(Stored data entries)
======

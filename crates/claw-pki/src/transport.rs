//! Live TLS handshakes for capturing a peer's certificate chain.
//!
//! The handshake checks that the peer owns the key of the certificate it
//! presents, but accepts any chain. Whether that chain is trusted is decided
//! afterwards by [`ChainVerifier`](crate::verify::ChainVerifier).

use std::fmt;
use std::io::{self, Read, Write};
use std::net::{TcpStream, ToSocketAddrs};
use std::sync::Arc;
use std::time::{Duration, Instant};

use rustls::client::danger::{HandshakeSignatureValid, ServerCertVerified, ServerCertVerifier};
use rustls::crypto::CryptoProvider;
use rustls::pki_types::{CertificateDer, PrivateKeyDer, PrivatePkcs8KeyDer, ServerName, UnixTime};
use rustls::{ClientConfig, ClientConnection, DigitallySignedStruct, SignatureScheme};
use serde::Serialize;
use tracing::{debug, info, warn};

use crate::config::PkiConfig;
use crate::error::{Error, Result};
use crate::keys::PrivateKey;
use crate::pem;
use crate::source::Endpoint;

/// What a completed handshake revealed about the peer.
#[derive(Debug, Clone, PartialEq, Eq, Serialize)]
pub struct PeerSession {
    /// Presented chain, leaf first, DER-encoded.
    #[serde(skip)]
    pub chain: Vec<Vec<u8>>,
    /// Negotiated protocol version, e.g. `TLSv1_3`.
    pub protocol: Option<String>,
    /// Negotiated cipher suite.
    pub cipher_suite: Option<String>,
}

/// Performs handshakes against remote endpoints.
pub trait Transport {
    /// Connects to `endpoint` and returns the presented certificate chain.
    ///
    /// # Errors
    ///
    /// Returns [`Error::Dial`] when the endpoint cannot be resolved,
    /// [`Error::Handshake`] when it is unreachable, times out or presents no
    /// certificate, and [`Error::Auth`] when client credentials are refused.
    fn handshake(&self, endpoint: &Endpoint) -> Result<PeerSession>;
}

/// Certificate chain and key presented for mutual TLS.
pub struct ClientIdentity {
    chain: Vec<Vec<u8>>,
    key: PrivateKey,
}

impl ClientIdentity {
    /// Creates an identity from a DER chain (leaf first) and its key.
    ///
    /// # Errors
    ///
    /// Returns [`Error::Auth`] if the chain is empty.
    pub fn new(chain: Vec<Vec<u8>>, key: PrivateKey) -> Result<Self> {
        if chain.is_empty() {
            return Err(Error::Auth("client certificate chain is empty".into()));
        }
        Ok(Self { chain, key })
    }

    /// Loads an identity from PEM certificate and key text.
    ///
    /// # Errors
    ///
    /// Returns [`Error::Decode`] or [`Error::Parse`] for unreadable input and
    /// [`Error::Auth`] if no certificate block is present.
    pub fn from_pem(cert_pem: &str, key_pem: &str) -> Result<Self> {
        let chain = pem::decode_all(cert_pem)?
            .into_iter()
            .filter(|block| block.label() == pem::CERTIFICATE)
            .map(pem::PemBlock::into_der)
            .collect();
        let key = PrivateKey::from_pem(key_pem, "client key")?;
        Self::new(chain, key)
    }
}

impl fmt::Debug for ClientIdentity {
    fn fmt(&self, f: &mut fmt::Formatter<'_>) -> fmt::Result {
        f.debug_struct("ClientIdentity")
            .field("chain_len", &self.chain.len())
            .field("key", &"[REDACTED]")
            .finish()
    }
}

/// [`Transport`] over a blocking `TcpStream` with rustls.
#[derive(Debug)]
pub struct TlsTransport {
    timeout: Duration,
    identity: Option<ClientIdentity>,
    provider: Arc<CryptoProvider>,
}

impl TlsTransport {
    /// Creates a transport whose connect and handshake must finish within
    /// `timeout` in total.
    #[must_use]
    pub fn new(timeout: Duration) -> Self {
        Self {
            timeout,
            identity: None,
            provider: Arc::new(rustls::crypto::ring::default_provider()),
        }
    }

    /// Creates a transport using the configured handshake timeout.
    #[must_use]
    pub fn from_config(config: &PkiConfig) -> Self {
        Self::new(config.handshake_timeout())
    }

    /// Presents `identity` when the server asks for a client certificate.
    #[must_use]
    pub fn with_identity(mut self, identity: ClientIdentity) -> Self {
        self.identity = Some(identity);
        self
    }

    /// Returns the configured timeout.
    #[must_use]
    pub const fn timeout(&self) -> Duration {
        self.timeout
    }

    fn client_config(&self) -> Result<ClientConfig> {
        let builder = ClientConfig::builder_with_provider(Arc::clone(&self.provider))
            .with_safe_default_protocol_versions()
            .map_err(|e| Error::Handshake(format!("unsupported protocol versions: {e}")))?
            .dangerous()
            .with_custom_certificate_verifier(Arc::new(AcceptAnyChain {
                provider: Arc::clone(&self.provider),
            }));

        match &self.identity {
            None => Ok(builder.with_no_client_auth()),
            Some(identity) => {
                let chain = identity
                    .chain
                    .iter()
                    .map(|der| CertificateDer::from(der.clone()))
                    .collect();
                let key = PrivateKeyDer::Pkcs8(PrivatePkcs8KeyDer::from(identity.key.der().to_vec()));
                builder
                    .with_client_auth_cert(chain, key)
                    .map_err(|e| Error::Auth(format!("unusable client credentials: {e}")))
            }
        }
    }

    fn connect(&self, endpoint: &Endpoint, deadline: Instant) -> Result<TcpStream> {
        let addrs: Vec<_> = (endpoint.host(), endpoint.port())
            .to_socket_addrs()
            .map_err(|e| Error::Dial(format!("cannot resolve {endpoint}: {e}")))?
            .collect();
        if addrs.is_empty() {
            return Err(Error::Dial(format!("{endpoint} resolved to no addresses")));
        }

        let mut last_error = None;
        for addr in addrs {
            let remaining = deadline.saturating_duration_since(Instant::now());
            if remaining.is_zero() {
                return Err(self.timed_out(endpoint));
            }
            match TcpStream::connect_timeout(&addr, remaining) {
                Ok(stream) => {
                    debug!(%addr, "connected");
                    return Ok(stream);
                }
                Err(e) => {
                    debug!(%addr, error = %e, "connect attempt failed");
                    last_error = Some(e);
                }
            }
        }

        let reason = last_error.map_or_else(|| "no address reachable".to_string(), |e| e.to_string());
        Err(Error::Handshake(format!("failed to connect to {endpoint}: {reason}")))
    }
}

impl Transport for TlsTransport {
    fn handshake(&self, endpoint: &Endpoint) -> Result<PeerSession> {
        let server_name = ServerName::try_from(endpoint.host().to_string())
            .map_err(|e| Error::Dial(format!("invalid server name '{}': {e}", endpoint.host())))?;
        let config = self.client_config()?;

        let deadline = Instant::now() + self.timeout;
        let mut stream = DeadlineStream {
            inner: self.connect(endpoint, deadline)?,
            deadline,
        };

        let mut conn = ClientConnection::new(Arc::new(config), server_name)
            .map_err(|e| Error::Handshake(format!("failed to start TLS session: {e}")))?;

        while conn.is_handshaking() {
            conn.complete_io(&mut stream)
                .map_err(|e| self.handshake_error(endpoint, &e))?;
        }

        let chain: Vec<Vec<u8>> = conn
            .peer_certificates()
            .map(|certs| certs.iter().map(|c| c.as_ref().to_vec()).collect())
            .unwrap_or_default();
        if chain.is_empty() {
            return Err(Error::Handshake(format!(
                "no certificate returned from {endpoint}"
            )));
        }

        let session = PeerSession {
            chain,
            protocol: conn.protocol_version().map(|v| format!("{v:?}")),
            cipher_suite: conn
                .negotiated_cipher_suite()
                .map(|suite| format!("{:?}", suite.suite())),
        };

        conn.send_close_notify();
        if let Err(e) = conn.complete_io(&mut stream) {
            debug!(error = %e, "close_notify not delivered");
        }

        info!(
            %endpoint,
            certificates = session.chain.len(),
            protocol = session.protocol.as_deref().unwrap_or("unknown"),
            "captured peer chain"
        );
        Ok(session)
    }
}

impl TlsTransport {
    fn timed_out(&self, endpoint: &Endpoint) -> Error {
        Error::Handshake(format!(
            "handshake with {endpoint} timed out after {:?}",
            self.timeout
        ))
    }

    fn handshake_error(&self, endpoint: &Endpoint, e: &io::Error) -> Error {
        if matches!(e.kind(), io::ErrorKind::TimedOut | io::ErrorKind::WouldBlock) {
            return self.timed_out(endpoint);
        }

        let tls_error = e.get_ref().and_then(|inner| inner.downcast_ref::<rustls::Error>());
        if let (Some(rustls::Error::AlertReceived(alert)), Some(_)) = (tls_error, &self.identity) {
            use rustls::AlertDescription as Alert;
            if matches!(
                alert,
                Alert::BadCertificate
                    | Alert::CertificateRequired
                    | Alert::UnknownCA
                    | Alert::AccessDenied
                    | Alert::CertificateUnknown
            ) {
                warn!(%endpoint, ?alert, "client certificate rejected");
                return Error::Auth(format!("{endpoint} rejected the client certificate: {alert:?}"));
            }
        }

        Error::Handshake(format!("handshake with {endpoint} failed: {e}"))
    }
}

/// A socket whose every read and write is bounded by one shared deadline.
///
/// Per-call socket timeouts alone restart on each byte, so a peer trickling
/// data could hold the handshake open indefinitely.
struct DeadlineStream {
    inner: TcpStream,
    deadline: Instant,
}

impl DeadlineStream {
    fn remaining(&self) -> io::Result<Duration> {
        let remaining = self.deadline.saturating_duration_since(Instant::now());
        if remaining.is_zero() {
            return Err(io::Error::new(io::ErrorKind::TimedOut, "handshake deadline passed"));
        }
        Ok(remaining)
    }
}

impl Read for DeadlineStream {
    fn read(&mut self, buf: &mut [u8]) -> io::Result<usize> {
        let remaining = self.remaining()?;
        self.inner.set_read_timeout(Some(remaining))?;
        self.inner.read(buf)
    }
}

impl Write for DeadlineStream {
    fn write(&mut self, buf: &[u8]) -> io::Result<usize> {
        let remaining = self.remaining()?;
        self.inner.set_write_timeout(Some(remaining))?;
        self.inner.write(buf)
    }

    fn flush(&mut self) -> io::Result<()> {
        self.inner.flush()
    }
}

/// Checks handshake signatures but leaves chain trust to the caller.
#[derive(Debug)]
struct AcceptAnyChain {
    provider: Arc<CryptoProvider>,
}

impl ServerCertVerifier for AcceptAnyChain {
    fn verify_server_cert(
        &self,
        _end_entity: &CertificateDer<'_>,
        _intermediates: &[CertificateDer<'_>],
        _server_name: &ServerName<'_>,
        _ocsp_response: &[u8],
        _now: UnixTime,
    ) -> std::result::Result<ServerCertVerified, rustls::Error> {
        Ok(ServerCertVerified::assertion())
    }

    fn verify_tls12_signature(
        &self,
        message: &[u8],
        cert: &CertificateDer<'_>,
        dss: &DigitallySignedStruct,
    ) -> std::result::Result<HandshakeSignatureValid, rustls::Error> {
        rustls::crypto::verify_tls12_signature(
            message,
            cert,
            dss,
            &self.provider.signature_verification_algorithms,
        )
    }

    fn verify_tls13_signature(
        &self,
        message: &[u8],
        cert: &CertificateDer<'_>,
        dss: &DigitallySignedStruct,
    ) -> std::result::Result<HandshakeSignatureValid, rustls::Error> {
        rustls::crypto::verify_tls13_signature(
            message,
            cert,
            dss,
            &self.provider.signature_verification_algorithms,
        )
    }

    fn supported_verify_schemes(&self) -> Vec<SignatureScheme> {
        self.provider
            .signature_verification_algorithms
            .supported_schemes()
    }
}
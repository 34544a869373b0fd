//! Certificate request and CA creation.

use std::io::Write;

use claw_pki::{PkiConfig, TemplateKind};
use tracing::warn;

use super::issue;
use crate::cli::ReqArgs;
use crate::error::CliError;
use crate::output::OutputFormat;
use crate::prompt::Prompter;

/// Req command executor.
pub struct ReqCommand<'a> {
    config: &'a PkiConfig,
}

impl<'a> ReqCommand<'a> {
    /// Create a new req command.
    #[must_use]
    pub const fn new(config: &'a PkiConfig) -> Self {
        Self { config }
    }

    /// Template kind produced for the given flags.
    #[must_use]
    pub const fn kind(args: &ReqArgs) -> TemplateKind {
        if args.issue.is_ca {
            TemplateKind::Ca
        } else {
            TemplateKind::Csr
        }
    }

    /// Execute the req command: a self-signed CA with `--is-ca`, a CSR
    /// otherwise.
    ///
    /// # Errors
    ///
    /// Returns an error if the key cannot be read, the answers are invalid,
    /// or signing fails. CSRs require an RSA key.
    pub fn execute<W: Write>(
        &self,
        writer: &mut W,
        format: &OutputFormat,
        prompter: &mut dyn Prompter,
        args: &ReqArgs,
    ) -> Result<(), CliError> {
        let kind = Self::kind(args);
        if kind == TemplateKind::Csr && (args.issue.days.is_some() || args.issue.serial.is_some()) {
            warn!("--days and --serial do not apply to certificate requests");
        }
        issue(writer, format, self.config, prompter, kind, &args.issue, None)
    }
}

#[cfg(test)]
mod tests {
    use super::*;
    use crate::cli::{Format, IssueArgs};
    use crate::prompt::LinePrompter;
    use claw_pki::{
        summarize_certificate, summarize_request, ChainVerifier, EcdsaKeyProvider, Error,
        KeyProvider, RsaKeyProvider, SourcedCertificate,
    };
    use std::fs;
    use std::path::{Path, PathBuf};

    // Common name, e-mail, then the seven name attributes.
    const ANSWERS: &[u8] = b"ca.local, api.local, 10.0.0.9\nops@example.com\nNZ\n\nAuckland\nAcme\nPlatform\n\n\n";

    fn rsa_key(dir: &Path) -> PathBuf {
        let path = dir.join("rsa.key");
        let key = RsaKeyProvider::new(2048).expect("provider").generate().expect("key");
        fs::write(&path, key.pem()).expect("write key");
        path
    }

    fn ec_key(dir: &Path) -> PathBuf {
        let path = dir.join("ec.key");
        let key = EcdsaKeyProvider.generate().expect("key");
        fs::write(&path, key.pem()).expect("write key");
        path
    }

    fn args(key: PathBuf, is_ca: bool) -> ReqArgs {
        ReqArgs {
            issue: IssueArgs {
                key,
                out: None,
                days: None,
                serial: None,
                is_ca,
            },
        }
    }

    fn run(args: &ReqArgs, answers: &[u8]) -> Result<Vec<u8>, CliError> {
        let config = PkiConfig::default();
        let mut prompter = LinePrompter::new(answers, std::io::sink());
        let mut buf = Vec::new();
        ReqCommand::new(&config).execute(&mut buf, &OutputFormat::new(Format::Table), &mut prompter, args)?;
        Ok(buf)
    }

    fn der(pem: &[u8]) -> Vec<u8> {
        let text = String::from_utf8(pem.to_vec()).expect("utf-8");
        claw_pki::pem::decode(&text).expect("pem").into_der()
    }

    #[test]
    fn kind_follows_is_ca() {
        assert_eq!(ReqCommand::kind(&args(PathBuf::new(), true)), TemplateKind::Ca);
        assert_eq!(ReqCommand::kind(&args(PathBuf::new(), false)), TemplateKind::Csr);
    }

    #[test]
    fn csr_carries_email_and_sans() {
        let dir = tempfile::tempdir().expect("tempdir");
        let out = run(&args(rsa_key(dir.path()), false), ANSWERS).expect("should execute");
        assert!(out.starts_with(b"-----BEGIN CERTIFICATE REQUEST-----"));

        let summary = summarize_request(&der(&out)).expect("request");
        assert_eq!(summary.email.as_deref(), Some("ops@example.com"));
        assert!(summary.subject.contains("ca.local"));
        assert!(summary.sans.contains(&"DNS:api.local".to_string()));
        assert!(summary.sans.contains(&"IP:10.0.0.9".to_string()));
        assert!(summary.signature_valid);
    }

    #[test]
    fn csr_requires_rsa_key() {
        let dir = tempfile::tempdir().expect("tempdir");
        let err = run(&args(ec_key(dir.path()), false), ANSWERS).unwrap_err();
        assert!(matches!(err, CliError::Pki(Error::Signing(_))));
    }

    #[test]
    fn csr_requires_email() {
        let dir = tempfile::tempdir().expect("tempdir");
        let err = run(&args(rsa_key(dir.path()), false), b"api.local\n\nNZ\n\n\n\n\n\n\n").unwrap_err();
        assert!(err.to_string().contains("E-mail address cannot be empty"));
    }

    #[test]
    fn ca_is_self_anchored_and_carries_sans() {
        let dir = tempfile::tempdir().expect("tempdir");
        let out = run(&args(ec_key(dir.path()), true), ANSWERS).expect("should execute");
        let pem = String::from_utf8(out.clone()).expect("utf-8");

        let summary = summarize_certificate(&der(&out)).expect("certificate");
        assert!(summary.is_ca);
        assert!(summary.sans.contains(&"DNS:api.local".to_string()));
        assert!(summary.sans.contains(&"IP:127.0.0.1".to_string()));

        let verified = ChainVerifier::new()
            .load_roots(&pem)
            .expect("roots")
            .expect_hostname(Some("api.local".into()))
            .with_certificate(SourcedCertificate {
                leaf: der(&out),
                presented_chain: Vec::new(),
                origin: "ca.pem".into(),
            })
            .verify()
            .expect("verifies");
        assert!(verified.self_anchored);
    }

    #[test]
    fn table_report_when_out_is_given() {
        let dir = tempfile::tempdir().expect("tempdir");
        let mut req_args = args(ec_key(dir.path()), true);
        req_args.issue.out = Some(dir.path().join("ca.pem"));

        let out = run(&req_args, ANSWERS).expect("should execute");
        let report = String::from_utf8(out).expect("utf-8");
        assert!(report.starts_with("CA Certificate"));
        assert!(report.contains("ca.pem"));
    }
}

======

**Task brief**
All lines in the records above with "const" need to be found and copied.

**Result of this exercise**
    pub const fn timeout(&self) -> Duration {
    pub const fn new(config: &'a PkiConfig) -> Self {
    pub const fn kind(args: &ReqArgs) -> TemplateKind {
    const ANSWERS: &[u8] = b"ca.local, api.local, 10.0.0.9\nops@example.com\nNZ\n\nAuckland\nAcme\nPlatform\n\n\n";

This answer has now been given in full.